Source records
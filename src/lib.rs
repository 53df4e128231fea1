//! Proofstudy - cleaning and scoring pipeline for proof-comprehension study logs
//!
//! Proofstudy transforms a participant's raw experiment logs (timestamped
//! answers plus UI interaction events) into a cleaned, scored, per-question
//! dataset through a deterministic batch pipeline: load → clean → time-join →
//! tally → score → aggregate.
//!
//! ## Stages
//!
//! - **Loaders**: answer records and interaction events, time-sorted with
//!   validity windows computed ([`answers`], [`events`])
//! - **Interval Tally Engine**: debounced per-window event counts ([`tally`])
//! - **Scoring Engine**: grading against the scoring key ([`scoring`], [`key`])
//! - **Aggregators**: usability score and participant summaries ([`survey`],
//!   [`summary`])

pub mod answers;
pub mod enrich;
pub mod error;
pub mod events;
pub mod key;
pub mod pipeline;
pub mod scoring;
pub mod summary;
pub mod survey;
pub mod table;
pub mod tally;
pub mod types;

pub use answers::{load_answers, parse_answers, BackgroundProfile};
pub use error::PipelineError;
pub use events::{load_events, parse_events};
pub use key::AnswerKey;
pub use pipeline::{ParticipantOutput, Pipeline, TimingStore};
pub use scoring::{score_answers, ScoreTotals};
pub use summary::{summarize, SummaryStore};
pub use survey::{usability_score, SurveyScores};
pub use tally::{debounce, tally_windows};
pub use types::{
    Condition, EventTally, EventType, ParticipantSummary, RawAnswer, RawEvent, ScoredAnswer,
};

/// Pipeline version embedded in CLI reports
pub const PIPELINE_VERSION: &str = env!("CARGO_PKG_VERSION");
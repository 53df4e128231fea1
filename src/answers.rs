//! Answer Loader
//!
//! Reads the raw answer records (time, page, question, answer, condition),
//! discards stale rows recorded before the session actually started, sorts by
//! time, and computes each answer's validity window end as a shifted-by-one
//! lookahead over the sorted sequence.

use crate::error::PipelineError;
use crate::events::parse_epoch_millis;
use crate::table::Table;
use crate::types::{Condition, RawAnswer};
use std::path::Path;

/// The designated first page of a real session. Rows recorded before the first
/// occurrence of this page are stale test data and are discarded.
pub const BACKGROUND_PAGE: &str = "Background Questions";

/// Parse raw answer text into a time-sorted answer sequence with validity
/// windows computed.
pub fn parse_answers(text: &str) -> Result<Vec<RawAnswer>, PipelineError> {
    let table = Table::parse(text)?;
    let time_col = table.column("time")?;
    let page_col = table.column("pageName")?;
    let question_col = table.column("question")?;
    let answer_col = table.column("answer")?;
    let version_col = table.column("version")?;

    let mut answers = Vec::with_capacity(table.rows().len());
    for (i, row) in table.rows().iter().enumerate() {
        let timestamp = parse_epoch_millis(&row[time_col])?;
        let condition =
            Condition::parse(&row[version_col]).ok_or_else(|| PipelineError::MalformedRow {
                row: i + 2,
                reason: format!("unknown condition version '{}'", row[version_col]),
            })?;
        answers.push(RawAnswer {
            timestamp,
            page_name: row[page_col].clone(),
            question: row[question_col].clone(),
            answer: row[answer_col].clone(),
            condition,
            validity_end: None,
        });
    }

    answers.sort_by_key(|a| a.timestamp);

    // Drop everything before the session's first Background Questions row.
    match answers.iter().position(|a| a.page_name == BACKGROUND_PAGE) {
        Some(first) if first > 0 => {
            log::debug!("discarding {} stale rows before session start", first);
            answers.drain(..first);
        }
        Some(_) => {}
        None => log::warn!("no '{}' page found; keeping all rows", BACKGROUND_PAGE),
    }

    // Shifted-by-one lookahead: each window ends where the next answer begins.
    for i in 0..answers.len() {
        answers[i].validity_end = answers.get(i + 1).map(|next| next.timestamp);
    }

    log::debug!("loaded {} answers", answers.len());
    Ok(answers)
}

/// Load and parse an answer file.
pub fn load_answers(path: &Path) -> Result<Vec<RawAnswer>, PipelineError> {
    let text = std::fs::read_to_string(path).map_err(|source| PipelineError::Load {
        path: path.display().to_string(),
        source,
    })?;
    parse_answers(&text)
}

/// Demographic responses from the Background Questions page, replicated onto
/// every output row instead of keeping the background rows themselves.
#[derive(Debug, Clone, Default, PartialEq, Eq, serde::Serialize, serde::Deserialize)]
pub struct BackgroundProfile {
    pub age: Option<String>,
    pub year_taken: Option<String>,
    pub grade: Option<String>,
    /// Academic track; "N/A" when the participant left it blank
    pub track: String,
}

impl BackgroundProfile {
    /// Extract the profile from the participant's answer sequence.
    pub fn extract(answers: &[RawAnswer]) -> Self {
        let background = |question: &str| {
            answers
                .iter()
                .find(|a| a.page_name == BACKGROUND_PAGE && a.question == question)
                .map(|a| a.answer.clone())
        };

        BackgroundProfile {
            age: background("0"),
            year_taken: background("1"),
            grade: background("2"),
            track: background("3").unwrap_or_else(|| "N/A".to_string()),
        }
    }
}

#[cfg(test)]
mod tests {
    use super::*;
    use pretty_assertions::assert_eq;

    fn sample_csv() -> &'static str {
        "time,pageName,question,answer,version\n\
         1709290000000,Background Questions,0,16,interactive\n\
         1709290060000,Background Questions,3,Honors,interactive\n\
         1709290120000,P1,qID-0,Yes,interactive\n\
         1709290180000,S1_C1,qID-0,No,interactive\n"
    }

    #[test]
    fn test_validity_windows_are_lookahead() {
        let answers = parse_answers(sample_csv()).unwrap();

        assert_eq!(answers.len(), 4);
        assert_eq!(answers[0].validity_end, Some(answers[1].timestamp));
        assert_eq!(answers[2].validity_end, Some(answers[3].timestamp));
        // Last answer's window is unbounded
        assert_eq!(answers[3].validity_end, None);
    }

    #[test]
    fn test_stale_rows_before_background_discarded() {
        let text = "time,pageName,question,answer,version\n\
                    1709280000000,S1_C1,qID-0,No,static\n\
                    1709280100000,P1,qID-0,Yes,static\n\
                    1709290000000,Background Questions,0,16,static\n\
                    1709290120000,P1,qID-0,Yes,static\n";
        let answers = parse_answers(text).unwrap();

        assert_eq!(answers.len(), 2);
        assert_eq!(answers[0].page_name, BACKGROUND_PAGE);
    }

    #[test]
    fn test_no_background_page_keeps_all_rows() {
        let text = "time,pageName,question,answer,version\n\
                    1709290120000,P1,qID-0,Yes,static\n";
        let answers = parse_answers(text).unwrap();
        assert_eq!(answers.len(), 1);
    }

    #[test]
    fn test_unknown_condition_is_fatal() {
        let text = "time,pageName,question,answer,version\n\
                    1709290000000,Background Questions,0,16,mystery\n";
        assert!(matches!(
            parse_answers(text),
            Err(PipelineError::MalformedRow { row: 2, .. })
        ));
    }

    #[test]
    fn test_background_profile_extraction() {
        let answers = parse_answers(sample_csv()).unwrap();
        let profile = BackgroundProfile::extract(&answers);

        assert_eq!(profile.age.as_deref(), Some("16"));
        assert_eq!(profile.year_taken, None);
        assert_eq!(profile.track, "Honors");
    }

    #[test]
    fn test_track_falls_back_to_na() {
        let text = "time,pageName,question,answer,version\n\
                    1709290000000,Background Questions,0,17,static\n";
        let answers = parse_answers(text).unwrap();
        let profile = BackgroundProfile::extract(&answers);
        assert_eq!(profile.track, "N/A");
    }
}
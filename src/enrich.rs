//! Enrichment with external collaborator datasets
//!
//! Two collaborator tables are joined onto the scored rows after scoring: a
//! qualitative-coding table (participant, page, question label, code) and a
//! question-type metadata table (page, question label, type). The
//! collaborators label questions loosely ("q3", "Q3:", "qID-3"), so rows are
//! matched on participant id + page + the question's numeric index rather
//! than on exact question strings. Missing matches leave the enrichment
//! fields empty; enrichment is never fatal.

use crate::error::PipelineError;
use crate::table::Table;
use crate::types::ScoredAnswer;
use std::path::Path;

/// One qualitative-coding row from the collaborator file
#[derive(Debug, Clone, PartialEq, Eq)]
pub struct CodingEntry {
    pub participant: String,
    pub page_name: String,
    pub question_label: String,
    pub code: String,
}

/// One question-type row from the collaborator file
#[derive(Debug, Clone, PartialEq, Eq)]
pub struct QuestionTypeEntry {
    pub page_name: String,
    pub question_label: String,
    pub question_type: String,
}

/// Extract the numeric index from a question label: the first run of digits,
/// e.g. "qID-11" → "11", "q3: why?" → "3".
pub fn question_index(label: &str) -> Option<&str> {
    let start = label.find(|c: char| c.is_ascii_digit())?;
    let rest = &label[start..];
    let end = rest
        .find(|c: char| !c.is_ascii_digit())
        .unwrap_or(rest.len());
    Some(&rest[..end])
}

fn question_matches(a: &str, b: &str) -> bool {
    match (question_index(a), question_index(b)) {
        (Some(ia), Some(ib)) => ia == ib,
        _ => a == b,
    }
}

/// Parse the qualitative-coding table.
pub fn parse_coding(text: &str) -> Result<Vec<CodingEntry>, PipelineError> {
    let table = Table::parse(text)?;
    let participant_col = table.column("participant")?;
    let page_col = table.column("pageName")?;
    let question_col = table.column("question")?;
    let code_col = table.column("code")?;

    Ok(table
        .rows()
        .iter()
        .map(|row| CodingEntry {
            participant: row[participant_col].clone(),
            page_name: row[page_col].clone(),
            question_label: row[question_col].clone(),
            code: row[code_col].clone(),
        })
        .collect())
}

/// Parse the question-type metadata table.
pub fn parse_question_types(text: &str) -> Result<Vec<QuestionTypeEntry>, PipelineError> {
    let table = Table::parse(text)?;
    let page_col = table.column("pageName")?;
    let question_col = table.column("question")?;
    let type_col = table.column("type")?;

    Ok(table
        .rows()
        .iter()
        .map(|row| QuestionTypeEntry {
            page_name: row[page_col].clone(),
            question_label: row[question_col].clone(),
            question_type: row[type_col].clone(),
        })
        .collect())
}

pub fn load_coding(path: &Path) -> Result<Vec<CodingEntry>, PipelineError> {
    let text = std::fs::read_to_string(path).map_err(|source| PipelineError::Load {
        path: path.display().to_string(),
        source,
    })?;
    parse_coding(&text)
}

pub fn load_question_types(path: &Path) -> Result<Vec<QuestionTypeEntry>, PipelineError> {
    let text = std::fs::read_to_string(path).map_err(|source| PipelineError::Load {
        path: path.display().to_string(),
        source,
    })?;
    parse_question_types(&text)
}

/// Join qualitative codes onto this participant's scored rows.
pub fn apply_coding(rows: &mut [ScoredAnswer], participant: &str, coding: &[CodingEntry]) {
    for row in rows.iter_mut() {
        let matched = coding.iter().find(|entry| {
            entry.participant == participant
                && entry.page_name == row.answer.page_name
                && question_matches(&entry.question_label, &row.answer.question)
        });
        row.code = matched.map(|entry| entry.code.clone());
    }
}

/// Join question-type metadata onto scored rows.
pub fn apply_question_types(rows: &mut [ScoredAnswer], types: &[QuestionTypeEntry]) {
    for row in rows.iter_mut() {
        let matched = types.iter().find(|entry| {
            entry.page_name == row.answer.page_name
                && question_matches(&entry.question_label, &row.answer.question)
        });
        row.question_type = matched.map(|entry| entry.question_type.clone());
    }
}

EXERCISE DIRECTIONS> The requested lines run from the one with "row.question_type = matched.map(|entry|" through the last line of the records. Return them exactly.

OUTPUT OF THE TASK>
        row.question_type = matched.map(|entry| entry.question_type.clone());
    }
}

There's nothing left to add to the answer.